Video: Boy sails into Atlantic record book

updated 1/3/2007 12:24:58 PM ET 2007-01-03T17:24:58

A British teenage boy sailed into the record books Wednesday as the youngest person to have made a solo voyage across the Atlantic.

Michael Perham, 14, who skipped school to make the trip, sailed into Nelson’s Dockyard in the Caribbean island of Antigua, after an arduous six-week crossing 3,500 miles of open water from Gibraltar, followed by his father.

Perham, who waved his fist triumphantly to a small crowd of Antiguan officials and supporters as he docked his sailboat outside St. John’s, set sail Nov. 18 from Gibraltar and made brief stops for repairs in the Canary Islands and Cape Verde.

Perham, of Potters Bar, Hertfordshire, was seeking to break the record held by Sebastian Clover, also of Britain, who was 15 when he sailed solo from the Canary Islands to Antigua in 2003.

The previous holder of the record was Seb Clover who was 15 when he completed the shorter solo voyage to Antigua from Tenerife in January 2003 after three weeks at sea, also tailed by his father.

Michael, who started sailing when he was 7, already had several thousand miles under his belt before he began the latest — and to date, longest — voyage.

In a modified 28-foot yacht named Cheeky Monkey, Michael had hoped to complete the trip following the trade winds in about four weeks, but had to divert to Lanzarote and the Cape Verde islands when his navigation equipment failed.

The trip for both father and son has been hampered by bad weather and equipment damage, including the rudder on father Peter’s boat and the sea anchor on the Cheeky Monkey.

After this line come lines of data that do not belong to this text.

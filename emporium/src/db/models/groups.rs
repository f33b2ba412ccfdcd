//! Database models for groups.

use crate::types::GroupId;
use chrono::{DateTime, Utc};
use sqlx::FromRow;

#[derive(Debug, Clone, FromRow)]
pub struct GroupDBResponse {
    pub id: GroupId,
    pub name: String,
    pub created_at: DateTime<Utc>,
}
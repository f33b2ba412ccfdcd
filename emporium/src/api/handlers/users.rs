//! User management endpoints: admin CRUD plus self-service profile routes.

use axum::{
    extract::{OriginalUri, Path, Query, State},
    http::StatusCode,
    Json,
};
use serde_json::Value;

use crate::{
    api::controller::{self, DestroyManyRequest},
    api::handlers::mails::GetManyQuery,
    api::models::users::{CurrentUser, ListUsersQuery, MeUpdate, UserCreate, UserResponse, UserUpdate},
    auth::current_user::MaybeUser,
    auth::policy::AccessPolicy,
    db::handlers::{Repository, Users},
    db::models::users::{UserCreateDBRequest, UserUpdateDBRequest},
    errors::{Error, Result},
    types::{Capability, Operation, UserId},
    AppState,
};

/// Account administration is elevated-only across the board.
fn policy() -> AccessPolicy {
    AccessPolicy::new()
        .with(Operation::List, Capability::Elevated)
        .with(Operation::Retrieve, Capability::Elevated)
        .with(Operation::Create, Capability::Elevated)
        .with(Operation::Update, Capability::Elevated)
        .with(Operation::Destroy, Capability::Elevated)
        .with(Operation::DestroyAll, Capability::Authenticated)
        .with(Operation::GetMany, Capability::Elevated)
}

#[tracing::instrument(skip_all)]
pub async fn list_users(
    State(state): State<AppState>,
    OriginalUri(uri): OriginalUri,
    MaybeUser(user): MaybeUser,
    Query(query): Query<ListUsersQuery>,
) -> Result<Json<Value>> {
    let mut conn = state.db.acquire().await.map_err(|e| Error::Database(e.into()))?;
    let mut repo = Users::new(&mut conn);

    controller::list::<_, UserResponse>(
        &mut repo,
        &state.cache,
        &policy(),
        user.as_ref(),
        &uri.to_string(),
        &query.to_filter(),
        &query.pagination,
    )
    .await
}

#[tracing::instrument(skip_all)]
pub async fn get_user(
    State(state): State<AppState>,
    OriginalUri(uri): OriginalUri,
    MaybeUser(user): MaybeUser,
    Path(id_or_slug): Path<String>,
) -> Result<Json<Value>> {
    let mut conn = state.db.acquire().await.map_err(|e| Error::Database(e.into()))?;
    let mut repo = Users::new(&mut conn);

    controller::retrieve::<_, UserResponse>(&mut repo, &state.cache, &policy(), user.as_ref(), &uri.to_string(), &id_or_slug).await
}

#[tracing::instrument(skip_all)]
pub async fn create_user(
    State(state): State<AppState>,
    MaybeUser(user): MaybeUser,
    Json(create): Json<UserCreate>,
) -> Result<(StatusCode, Json<UserResponse>)> {
    let mut request = UserCreateDBRequest::from(create);
    request.created_by = user.as_ref().map(|u| u.id);

    let mut conn = state.db.acquire().await.map_err(|e| Error::Database(e.into()))?;
    let mut repo = Users::new(&mut conn);

    controller::create::<_, UserResponse>(&mut repo, &state.cache, &policy(), user.as_ref(), &request).await
}

#[tracing::instrument(skip_all)]
pub async fn update_user(
    State(state): State<AppState>,
    MaybeUser(user): MaybeUser,
    Path(id): Path<UserId>,
    Json(update): Json<UserUpdate>,
) -> Result<Json<UserResponse>> {
    let request = UserUpdateDBRequest::from(update);

    let mut tx = state.db.begin().await.map_err(|e| Error::Database(e.into()))?;
    let updated = {
        let mut repo = Users::new(&mut tx);
        controller::update::<_, UserResponse>(&mut repo, &state.cache, &policy(), user.as_ref(), id, &request).await?
    };
    tx.commit().await.map_err(|e| Error::Database(e.into()))?;

    Ok(updated)
}

#[tracing::instrument(skip_all)]
pub async fn delete_user(State(state): State<AppState>, MaybeUser(user): MaybeUser, Path(id): Path<UserId>) -> Result<StatusCode> {
    let mut tx = state.db.begin().await.map_err(|e| Error::Database(e.into()))?;
    let status = {
        let mut repo = Users::new(&mut tx);
        controller::destroy(&mut repo, &state.cache, &policy(), user.as_ref(), id).await?
    };
    tx.commit().await.map_err(|e| Error::Database(e.into()))?;

    Ok(status)
}

#[tracing::instrument(skip_all)]
pub async fn delete_many_users(
    State(state): State<AppState>,
    MaybeUser(user): MaybeUser,
    Json(body): Json<DestroyManyRequest>,
) -> Result<(StatusCode, Json<Value>)> {
    let mut tx = state.db.begin().await.map_err(|e| Error::Database(e.into()))?;
    let result = {
        let mut repo = Users::new(&mut tx);
        controller::destroy_all::<_, UserResponse>(&mut repo, &state.cache, &policy(), user.as_ref(), &body.items).await?
    };
    tx.commit().await.map_err(|e| Error::Database(e.into()))?;

    Ok(result)
}

#[tracing::instrument(skip_all)]
pub async fn get_many_users(
    State(state): State<AppState>,
    MaybeUser(user): MaybeUser,
    Query(query): Query<GetManyQuery>,
) -> Result<Json<Vec<UserResponse>>> {
    let ids = super::mails::parse_id_list(query.id.as_deref())?;

    let mut conn = state.db.acquire().await.map_err(|e| Error::Database(e.into()))?;
    let mut repo = Users::new(&mut conn);

    controller::get_many::<_, UserResponse>(&mut repo, &policy(), user.as_ref(), &ids).await
}

/// GET /api/users/me - profile of the authenticated caller, fresh from the
/// database rather than from token claims.
#[tracing::instrument(skip_all)]
pub async fn me(State(state): State<AppState>, user: CurrentUser) -> Result<Json<UserResponse>> {
    let mut conn = state.db.acquire().await.map_err(|e| Error::Database(e.into()))?;
    let mut repo = Users::new(&mut conn);

    let record = repo.get_by_id(user.id).await?.ok_or_else(|| Error::NotFound {
        resource: "users".to_string(),
        id: user.id.to_string(),
    })?;

    Ok(Json(UserResponse::from(record)))
}

/// PUT /api/users/me/update - partial profile update for the caller.
#[tracing::instrument(skip_all)]
pub async fn me_update(State(state): State<AppState>, user: CurrentUser, Json(update): Json<MeUpdate>) -> Result<Json<UserResponse>> {
    let request = UserUpdateDBRequest {
        email: update.email,
        first_name: update.first_name,
        last_name: update.last_name,
        ..Default::default()
    };

    let mut conn = state.db.acquire().await.map_err(|e| Error::Database(e.into()))?;
    let mut repo = Users::new(&mut conn);

    let updated = repo.update(user.id, &request).await?;
    state.cache.invalidate_resource("users").await;

    Ok(Json(UserResponse::from(updated)))
}
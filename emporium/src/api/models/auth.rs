//! API request/response models for registration, login and token flows.

use crate::types::UserId;
use serde::{Deserialize, Serialize};

#[derive(Debug, Clone, Deserialize)]
pub struct RegisterRequest {
    pub username: String,
    pub password: String,
    pub first_name: Option<String>,
    pub last_name: Option<String>,
}

#[derive(Debug, Clone, Deserialize)]
pub struct LoginRequest {
    pub email: String,
    pub password: String,
}

/// An access/refresh pair as returned by login, refresh and register.
#[derive(Debug, Clone, Serialize, Deserialize)]
pub struct TokenPairResponse {
    pub refresh: String,
    pub access: String,
}

#[derive(Debug, Clone, Serialize, Deserialize)]
pub struct RegisterResponse {
    pub refresh: String,
    pub access: String,
    pub message: String,
}

#[derive(Debug, Clone, Deserialize)]
pub struct RefreshRequest {
    pub refresh: String,
}

#[derive(Debug, Clone, Deserialize)]
pub struct VerifyTokenRequest {
    pub token: String,
}

/// Logout wants a refresh token; its absence is a 400, checked in the
/// handler so the error body stays in the standard shape.
#[derive(Debug, Clone, Default, Deserialize)]
pub struct LogoutRequest {
    pub refresh: Option<String>,
}

#[derive(Debug, Clone, Deserialize)]
pub struct EmailVerifyRequest {
    pub uid: String,
    pub token: String,
}

#[derive(Debug, Clone, Deserialize)]
pub struct ForgetPasswordRequest {
    pub email: String,
}

#[derive(Debug, Clone, Deserialize)]
pub struct ForgetPasswordDoneRequest {
    pub uid: String,
    pub token: String,
    pub new_password: String,
}

/// Change-password payload. An elevated caller may pass `user` to set
/// another account's password without knowing the old one.
#[derive(Debug, Clone, Deserialize)]
pub struct ChangePasswordRequest {
    pub password: String,
    pub re_password: Option<String>,
    pub old_password: Option<String>,
    pub user: Option<UserId>,
}

/// Generic `{"status": ..., "message": ...}` body used by the flows above.
#[derive(Debug, Clone, Serialize, Deserialize)]
pub struct StatusResponse {
    pub status: String,
    pub message: String,
}

impl StatusResponse {
    pub fn success(message: impl Into<String>) -> Self {
        Self {
            status: "success".to_string(),
            message: message.into(),
        }
    }
}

In his diary blog, Michael, who is described on his Web site as cheerful and determined with a love of outdoor sports and chocolate, describes the loneliness and ups and downs of the epic voyage.

“Experienced my first experience of squalls, they really do knock your teeth out,” he wrote on Nov. 25.

He described how on Dec. 15 he had to tie a rope around his waist and jump overboard to cut free his steering gear.

He expressed joy at seeing dolphins skimming alongside his boat, sunbathing, blue skies and flying fish landing in his lap.

“It is an amazingly good feeling when you are on the open sea and no land in sight,” he wrote.

He even said he managed to do a bit of homework.

Peter, 47, has been sailing close by and in radio contact but under the rules of solo yachting has not been allowed to make physical contact.

The Associated Press contributed to this report.